Pass response_kw to HTTPConnectionPool through HTTPAdapter.send #6523

Open
wants to merge 2 commits into
base: main
Choose a base branch
from

Conversation

joren485
Copy link
Contributor

@joren485 joren485 commented Sep 9, 2023

Summary

This PR adds kwargs arguments to HTTPAdapter.send, which it passes to HTTPConnectionPool.urlopen in urllib3.

Description

As discussed in #4956, urrllib3 recently changed the default value of enforce_content_length from False to True. The new default seems like a sane choice, but in some use cases the Content-Length header should not be enforced. To change the default behavior, urllib3 allows application code to set the enforce_content_length argument. As far as I know, requests does not have a way to pass this argument to urllib3.

The HTTPConnectionPool.urlopen method in urllib3 has the **response_kw kwargs argument to pass extra arguments down to the response parser. This PR adds a similar to argument to HTTPAdapter.send.

With this PR, users can override the HTTPAdapter.send method to pass extra arguments to HTTPConnectionPool.urlopen. For example, this enables users to explicitly set the enforce_content_length.

Example

import requests

from requests.adapters import HTTPAdapter

class EnforceContentLengthAdapter(HTTPAdapter):
    def send(self, *args, **kwargs):
        kwargs["enforce_content_length"] = False
        return super().send(*args, **kwargs)

s = requests.Session()
s.mount("http://", EnforceContentLengthAdapter())
s.mount("https://", EnforceContentLengthAdapter())

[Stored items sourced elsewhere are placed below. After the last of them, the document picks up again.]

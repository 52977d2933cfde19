//! In-process repositories used when no `DATABASE_URL` is configured and by
//! the HTTP tests.
//!
//! They mirror the constraints the PostgreSQL schema enforces (unique email,
//! unique refer code, unique kind+slug, upsert on subscriber email) so the
//! services behave the same against either backend. Data lives only as long
//! as the process.

use std::sync::{Mutex, MutexGuard};

use async_trait::async_trait;
use chrono::{DateTime, Utc};
use uuid::Uuid;

use crate::domain::ports::{
    ArticleRepository, ArticleRepositoryError, LeadRepository, LeadRepositoryError,
    SubscriberRepository, SubscriberRepositoryError, UserPersistenceError, UserRepository,
};
use crate::domain::{
    Article, ArticleKind, ArticleSummary, DisplayName, EmailAddress, LeadKind, LeadRecord,
    LeadStatus, LeadStatusCount, Page, PageRequest, RefereeSummary, ReferCode, Role, Slug,
    SubscribeOutcome, Subscriber, SubscriberStatus, Subscription, User, UserId, UserListing,
};

fn lock<T>(mutex: &Mutex<T>) -> Result<MutexGuard<'_, T>, String> {
    mutex
        .lock()
        .map_err(|_| "in-memory store poisoned by a panicked writer".to_owned())
}

/// Slice `rows` (already in display order) into the requested page.
fn paginate<T: Clone>(rows: Vec<&T>, page: PageRequest) -> Page<T> {
    let total = rows.len() as u64;
    let skip = usize::try_from(page.offset()).unwrap_or(usize::MAX);
    let items = rows
        .into_iter()
        .skip(skip)
        .take(page.page_size() as usize)
        .cloned()
        .collect();
    Page::new(items, page, total)
}

#[derive(Default)]
pub struct MemoryUserRepository {
    users: Mutex<Vec<User>>,
}

#[async_trait]
impl UserRepository for MemoryUserRepository {
    async fn find_by_id(&self, id: &UserId) -> Result<Option<User>, UserPersistenceError> {
        let users = lock(&self.users).map_err(UserPersistenceError::query)?;
        Ok(users.iter().find(|user| &user.id == id).cloned())
    }

    async fn find_by_email(
        &self,
        email: &EmailAddress,
    ) -> Result<Option<User>, UserPersistenceError> {
        let users = lock(&self.users).map_err(UserPersistenceError::query)?;
        Ok(users.iter().find(|user| &user.email == email).cloned())
    }

    async fn find_by_refer_code(
        &self,
        code: &ReferCode,
    ) -> Result<Option<User>, UserPersistenceError> {
        let users = lock(&self.users).map_err(UserPersistenceError::query)?;
        Ok(users.iter().find(|user| &user.refer_code == code).cloned())
    }

    async fn insert(&self, user: &User) -> Result<(), UserPersistenceError> {
        let mut users = lock(&self.users).map_err(UserPersistenceError::query)?;
        if users.iter().any(|existing| existing.email == user.email) {
            return Err(UserPersistenceError::duplicate_email(user.email.as_str()));
        }
        if users.iter().any(|existing| existing.refer_code == user.refer_code) {
            return Err(UserPersistenceError::duplicate_refer_code(
                user.refer_code.as_str(),
            ));
        }
        if user.referrer_code.as_ref() == Some(&user.refer_code) {
            return Err(UserPersistenceError::query("a user cannot refer themselves"));
        }
        users.push(user.clone());
        Ok(())
    }

    async fn update_profile(
        &self,
        id: &UserId,
        display_name: &DisplayName,
        role: Role,
    ) -> Result<Option<User>, UserPersistenceError> {
        let mut users = lock(&self.users).map_err(UserPersistenceError::query)?;
        Ok(users.iter_mut().find(|user| &user.id == id).map(|user| {
            user.display_name = display_name.clone();
            user.role = role;
            user.clone()
        }))
    }

    async fn referees(
        &self,
        code: &ReferCode,
    ) -> Result<Vec<RefereeSummary>, UserPersistenceError> {
        let users = lock(&self.users).map_err(UserPersistenceError::query)?;
        let mut referees: Vec<RefereeSummary> = users
            .iter()
            .filter(|user| user.referrer_code.as_ref() == Some(code))
            .map(|user| RefereeSummary {
                display_name: user.display_name.clone(),
                joined_at: user.created_at,
            })
            .collect();
        referees.sort_by(|a, b| {
            a.joined_at
                .cmp(&b.joined_at)
                .then_with(|| a.display_name.as_str().cmp(b.display_name.as_str()))
        });
        Ok(referees)
    }

    async fn list_with_referee_counts(
        &self,
        page: PageRequest,
    ) -> Result<Page<UserListing>, UserPersistenceError> {
        let users = lock(&self.users).map_err(UserPersistenceError::query)?;
        let listings: Vec<UserListing> = users
            .iter()
            .rev()
            .map(|user| UserListing {
                user: user.clone(),
                referee_count: users
                    .iter()
                    .filter(|other| other.referrer_code.as_ref() == Some(&user.refer_code))
                    .count() as u64,
            })
            .collect();
        Ok(paginate(listings.iter().collect(), page))
    }
}

#[derive(Default)]
pub struct MemoryLeadRepository {
    leads: Mutex<Vec<LeadRecord>>,
}

#[async_trait]
impl LeadRepository for MemoryLeadRepository {
    async fn insert(&self, record: &LeadRecord) -> Result<(), LeadRepositoryError> {
        lock(&self.leads)
            .map_err(LeadRepositoryError::query)?
            .push(record.clone());
        Ok(())
    }

    async fn list(
        &self,
        kind: LeadKind,
        status: Option<LeadStatus>,
        page: PageRequest,
    ) -> Result<Page<LeadRecord>, LeadRepositoryError> {
        let leads = lock(&self.leads).map_err(LeadRepositoryError::query)?;
        let rows = leads
            .iter()
            .rev()
            .filter(|lead| lead.kind() == kind)
            .filter(|lead| status.is_none_or(|wanted| lead.status == wanted))
            .collect();
        Ok(paginate(rows, page))
    }

    async fn update_status(
        &self,
        kind: LeadKind,
        id: Uuid,
        status: LeadStatus,
        updated_at: DateTime<Utc>,
    ) -> Result<Option<LeadRecord>, LeadRepositoryError> {
        let mut leads = lock(&self.leads).map_err(LeadRepositoryError::query)?;
        Ok(leads
            .iter_mut()
            .find(|lead| lead.id == id && lead.kind() == kind)
            .map(|lead| {
                lead.status = status;
                lead.updated_at = updated_at;
                lead.clone()
            }))
    }

    async fn count_by_status(&self) -> Result<Vec<LeadStatusCount>, LeadRepositoryError> {
        let leads = lock(&self.leads).map_err(LeadRepositoryError::query)?;
        let mut counts = Vec::new();
        for kind in LeadKind::ALL {
            for status in LeadStatus::ALL {
                let count = leads
                    .iter()
                    .filter(|lead| lead.kind() == *kind && lead.status == *status)
                    .count() as u64;
                if count > 0 {
                    counts.push(LeadStatusCount {
                        kind: *kind,
                        status: *status,
                        count,
                    });
                }
            }
        }
        Ok(counts)
    }
}

#[derive(Default)]
pub struct MemorySubscriberRepository {
    subscribers: Mutex<Vec<Subscriber>>,
}

#[async_trait]
impl SubscriberRepository for MemorySubscriberRepository {
    async fn upsert(
        &self,
        id: Uuid,
        subscription: &Subscription,
        now: DateTime<Utc>,
    ) -> Result<SubscribeOutcome, SubscriberRepositoryError> {
        let mut subscribers =
            lock(&self.subscribers).map_err(SubscriberRepositoryError::query)?;
        if let Some(existing) = subscribers
            .iter_mut()
            .find(|row| row.email == subscription.email)
        {
            existing.name = subscription.name.clone();
            existing.source = subscription.source.clone();
            existing.status = SubscriberStatus::Active;
            existing.updated_at = now;
            return Ok(SubscribeOutcome::Reactivated(existing.clone()));
        }
        let created = Subscriber {
            id,
            email: subscription.email.clone(),
            name: subscription.name.clone(),
            source: subscription.source.clone(),
            status: SubscriberStatus::Active,
            created_at: now,
            updated_at: now,
        };
        subscribers.push(created.clone());
        Ok(SubscribeOutcome::Created(created))
    }

    async fn set_status(
        &self,
        email: &EmailAddress,
        status: SubscriberStatus,
        now: DateTime<Utc>,
    ) -> Result<Option<Subscriber>, SubscriberRepositoryError> {
        let mut subscribers =
            lock(&self.subscribers).map_err(SubscriberRepositoryError::query)?;
        Ok(subscribers
            .iter_mut()
            .find(|row| &row.email == email)
            .map(|row| {
                row.status = status;
                row.updated_at = now;
                row.clone()
            }))
    }

    async fn list(
        &self,
        status: Option<SubscriberStatus>,
        page: PageRequest,
    ) -> Result<Page<Subscriber>, SubscriberRepositoryError> {
        let subscribers = lock(&self.subscribers).map_err(SubscriberRepositoryError::query)?;
        let rows = subscribers
            .iter()
            .rev()
            .filter(|row| status.is_none_or(|wanted| row.status == wanted))
            .collect();
        Ok(paginate(rows, page))
    }
}

#[derive(Default)]
pub struct MemoryArticleRepository {
    articles: Mutex<Vec<Article>>,
}

#[async_trait]
impl ArticleRepository for MemoryArticleRepository {
    async fn insert(&self, article: &Article) -> Result<(), ArticleRepositoryError> {
        let mut articles = lock(&self.articles).map_err(ArticleRepositoryError::query)?;
        if articles
            .iter()
            .any(|existing| existing.kind == article.kind && existing.slug == article.slug)
        {
            return Err(ArticleRepositoryError::duplicate_slug(article.slug.as_str()));
        }
        articles.push(article.clone());
        Ok(())
    }

    async fn find_published(
        &self,
        kind: ArticleKind,
        slug: &Slug,
    ) -> Result<Option<Article>, ArticleRepositoryError> {
        let articles = lock(&self.articles).map_err(ArticleRepositoryError::query)?;
        Ok(articles
            .iter()
            .find(|article| article.published && article.kind == kind && &article.slug == slug)
            .cloned())
    }

    async fn list_published(
        &self,
        kind: ArticleKind,
        page: PageRequest,
    ) -> Result<Page<ArticleSummary>, ArticleRepositoryError> {
        let articles = lock(&self.articles).map_err(ArticleRepositoryError::query)?;
        let mut published: Vec<&Article> = articles
            .iter()
            .filter(|article| article.published && article.kind == kind)
            .collect();
        published.sort_by(|a, b| b.published_at.cmp(&a.published_at));
        let summaries: Vec<ArticleSummary> =
            published.into_iter().map(Article::summary).collect();
        Ok(paginate(summaries.iter().collect(), page))
    }

    async fn set_published(
        &self,
        id: Uuid,
        published: bool,
        now: DateTime<Utc>,
    ) -> Result<Option<Article>, ArticleRepositoryError> {
        let mut articles = lock(&self.articles).map_err(ArticleRepositoryError::query)?;
        Ok(articles.iter_mut().find(|article| article.id == id).map(|article| {
            article.published = published;
            if published && article.published_at.is_none() {
                article.published_at = Some(now);
            }
            article.clone()
        }))
    }
}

r = s.get("http://localhost:8080/")
print(r.raw.enforce_content_length) # Returns False

@sigmavirus24
Copy link
Contributor

Hi @joren485 ,

Requests is under a feature freeze. Further, even though this may seem like a backwards compatible change, it in fact will likely cause issues for a good percentage of users if they are unware. Many people implement customer HTTPAdapters for various reasons and I'd estimate at least 50% copy the exact signature out of requests when they write the code and don't expect to need to update things after the fact. This effectively expands the signature in a way that isn't backwards compatible as now, someone may start using a library that has too permissive of a lower bound on requests with an adapter that requires this and it will cause confusing and unexpected errors in passing too many arguments. This will cost countless people an unnecessary amount of time trying to debug things.

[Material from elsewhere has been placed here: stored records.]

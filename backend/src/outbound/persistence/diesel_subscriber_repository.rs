//! PostgreSQL-backed `SubscriberRepository` implementation using Diesel ORM.

use async_trait::async_trait;
use chrono::{DateTime, Utc};
use diesel::prelude::*;
use diesel::result::Error as DieselError;
use diesel::upsert::excluded;
use diesel_async::RunQueryDsl;
use uuid::Uuid;

use crate::domain::ports::{SubscriberRepository, SubscriberRepositoryError};
use crate::domain::{
    EmailAddress, Page, PageRequest, SubscribeOutcome, Subscriber, SubscriberStatus, Subscription,
};

use super::diesel_basic_error_mapping::{map_basic_diesel_error, map_basic_pool_error};
use super::diesel_helpers::{collect_rows, count_to_total, limit_offset};
use super::models::{NewSubscriberRow, SubscriberRow};
use super::pool::{DbPool, PoolError};
use super::schema::subscribers;

/// Diesel-backed implementation of the `SubscriberRepository` port.
///
/// Subscribing is a single `INSERT ... ON CONFLICT (email) DO UPDATE`, so two
/// concurrent sign-ups with the same address never produce two rows.
#[derive(Clone)]
pub struct DieselSubscriberRepository {
    pool: DbPool,
}

impl DieselSubscriberRepository {
    /// Create a new repository with the given connection pool.
    pub fn new(pool: DbPool) -> Self {
        Self { pool }
    }
}

fn map_pool_error(error: PoolError) -> SubscriberRepositoryError {
    map_basic_pool_error(error, SubscriberRepositoryError::connection)
}

fn map_diesel_error(error: DieselError) -> SubscriberRepositoryError {
    map_basic_diesel_error(
        error,
        SubscriberRepositoryError::query,
        SubscriberRepositoryError::connection,
    )
}

fn into_subscriber(row: SubscriberRow) -> Result<Subscriber, SubscriberRepositoryError> {
    row.into_domain().map_err(SubscriberRepositoryError::query)
}

#[async_trait]
impl SubscriberRepository for DieselSubscriberRepository {
    async fn upsert(
        &self,
        id: Uuid,
        subscription: &Subscription,
        now: DateTime<Utc>,
    ) -> Result<SubscribeOutcome, SubscriberRepositoryError> {
        let mut conn = self.pool.get().await.map_err(map_pool_error)?;
        let row = NewSubscriberRow {
            id,
            email: subscription.email.as_str(),
            name: subscription.name.as_ref().map(|name| name.as_str()),
            source: subscription.source.as_ref().map(|source| source.as_str()),
            status: SubscriberStatus::Active.as_str(),
            created_at: now,
            updated_at: now,
        };
        let stored: SubscriberRow = diesel::insert_into(subscribers::table)
            .values(&row)
            .on_conflict(subscribers::email)
            .do_update()
            .set((
                subscribers::name.eq(excluded(subscribers::name)),
                subscribers::source.eq(excluded(subscribers::source)),
                subscribers::status.eq(excluded(subscribers::status)),
                subscribers::updated_at.eq(excluded(subscribers::updated_at)),
            ))
            .returning(SubscriberRow::as_returning())
            .get_result(&mut conn)
            .await
            .map_err(map_diesel_error)?;

        // The conflicting row keeps its original id.
        let created = stored.id == id;
        let subscriber = into_subscriber(stored)?;
        Ok(if created {
            SubscribeOutcome::Created(subscriber)
        } else {
            SubscribeOutcome::Reactivated(subscriber)
        })
    }

    async fn set_status(
        &self,
        email: &EmailAddress,
        status: SubscriberStatus,
        now: DateTime<Utc>,
    ) -> Result<Option<Subscriber>, SubscriberRepositoryError> {
        let mut conn = self.pool.get().await.map_err(map_pool_error)?;
        diesel::update(subscribers::table.filter(subscribers::email.eq(email.as_str())))
            .set((
                subscribers::status.eq(status.as_str()),
                subscribers::updated_at.eq(now),
            ))
            .returning(SubscriberRow::as_returning())
            .get_result(&mut conn)
            .await
            .optional()
            .map_err(map_diesel_error)?
            .map(into_subscriber)
            .transpose()
    }

    async fn list(
        &self,
        status: Option<SubscriberStatus>,
        page: PageRequest,
    ) -> Result<Page<Subscriber>, SubscriberRepositoryError> {
        let (limit, offset) = limit_offset(page).map_err(SubscriberRepositoryError::query)?;
        let mut conn = self.pool.get().await.map_err(map_pool_error)?;

        let mut counted = subscribers::table.into_boxed();
        let mut selected = subscribers::table
            .select(SubscriberRow::as_select())
            .into_boxed();
        if let Some(status) = status {
            counted = counted.filter(subscribers::status.eq(status.as_str()));
            selected = selected.filter(subscribers::status.eq(status.as_str()));
        }

        let total: i64 = counted
            .count()
            .get_result(&mut conn)
            .await
            .map_err(map_diesel_error)?;
        let rows: Vec<SubscriberRow> = selected
            .order_by((subscribers::created_at.desc(), subscribers::id.desc()))
            .limit(limit)
            .offset(offset)
            .load(&mut conn)
            .await
            .map_err(map_diesel_error)?;

        let items = collect_rows(
            rows.into_iter().map(SubscriberRow::into_domain),
            SubscriberRepositoryError::query,
        )?;
        Ok(Page::new(items, page, count_to_total(total)))
    }
}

With that in mind, I could see a potential benefit to adding a separate attribute on the HTTPAdapter that is not added to any function signature (i.e., not to __init__, send, etc.) and is pickled properly that is a dictionary of urllib3_response_options, e.g.,

self.urllib3_response_options = {}

As the default that could then be updated with self.urllib3_response_options.setdefault("enforce_content_length", True). This could then be used in

resp = conn.urlopen(
method=request.method,
url=url,
body=request.body,
headers=request.headers,
redirect=False,
assert_same_host=False,
preload_content=False,
decode_content=False,
retries=self.max_retries,
timeout=timeout,
chunked=chunked,
)
where I would create a copy of the dictionary and then override it with what we have in the kwargs to that call, and the explode (**) into the urlopen call.

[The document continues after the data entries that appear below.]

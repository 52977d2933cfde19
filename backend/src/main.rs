//! Backend entry-point: loads settings, prepares persistence, and serves the
//! JSON API, the back-office pages, and the health probes.

mod server;

use actix_web::web;
use mockable::DefaultEnv;
use ortho_config::OrthoConfig;
use tracing::{info, warn};
use tracing_subscriber::{EnvFilter, fmt};

use finlead::inbound::http::health::HealthState;
use finlead::inbound::http::session_config::{BuildMode, session_settings_from_env};
use finlead::outbound::persistence::{DbPool, PoolConfig, run_migrations};

use server::{AppSettings, ServerConfig, create_server};

/// Application bootstrap.
#[actix_web::main]
async fn main() -> std::io::Result<()> {
    if let Err(e) = fmt()
        .with_env_filter(EnvFilter::from_default_env())
        .json()
        .try_init()
    {
        warn!(error = %e, "tracing init failed");
    }

    let settings = AppSettings::load()
        .map_err(|e| std::io::Error::other(format!("failed to load settings: {e}")))?;
    let mode = BuildMode::from_debug_assertions();
    let session = session_settings_from_env(&DefaultEnv::new(), mode)
        .map_err(|e| std::io::Error::other(format!("invalid session configuration: {e}")))?;

    let mut config = ServerConfig::new(session, settings.bind_addr()?)
        .with_access(settings.admin_allow_list(), settings.auth_settings(mode)?);

    if let Some(database_url) = settings.database_url.as_deref() {
        if settings.run_migrations {
            run_migrations(database_url)
                .await
                .map_err(|e| std::io::Error::other(e.to_string()))?;
        }
        let mut pool_config = PoolConfig::new(database_url);
        if let Some(max) = settings.db_max_connections {
            pool_config = pool_config.with_max_size(max);
        }
        let pool = DbPool::new(pool_config)
            .await
            .map_err(|e| std::io::Error::other(e.to_string()))?;
        config = config.with_db_pool(pool);
    }

    #[cfg(feature = "metrics")]
    {
        config = config.with_metrics(Some(server::prometheus()?));
    }

    info!(
        addr = %settings.bind_addr()?,
        persistence = if settings.database_url.is_some() { "postgres" } else { "memory" },
        "starting server"
    );
    let health_state = web::Data::new(HealthState::new());
    create_server(health_state, config)?.await
}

Does that make sense to you?

@joren485
Copy link
Contributor Author

@sigmavirus24

That definitely makes sense to me! I pushed a first version of your idea. Is this what you had in mind?

It would work like this:

import requests

from requests.adapters import HTTPAdapter


class EnforceContentLengthAdapter(HTTPAdapter):
    def __init__(self, *args, **kwargs):
        super().__init__(*args, **kwargs)
        self.urllib3_response_options.setdefault("enforce_content_length", False)


s = requests.Session()
s.mount("http://", EnforceContentLengthAdapter())
s.mount("https://", EnforceContentLengthAdapter())

r = s.get("http://localhost:8080/")
print(r.raw.enforce_content_length)

I am aware of the feature freeze, but I dot not consider this change a feature, but rather backwards compatibility as the default behavior of requests has changed. Is this PR allowed?

@joren485
Copy link
Contributor Author

joren485 commented Sep 12, 2023

@sigmavirus24 I implemented your suggestions.

I removed the need for self.urllib3_response_options.copy() by providing **self.urllib3_response_options directly to urlopen, because it minimizes the code changes and looks cleaner imo. This way, user code is still not able to override the given arguments (and only provide new arguments like enforce_content_length), as providing duplicate arguments throws a TypeError.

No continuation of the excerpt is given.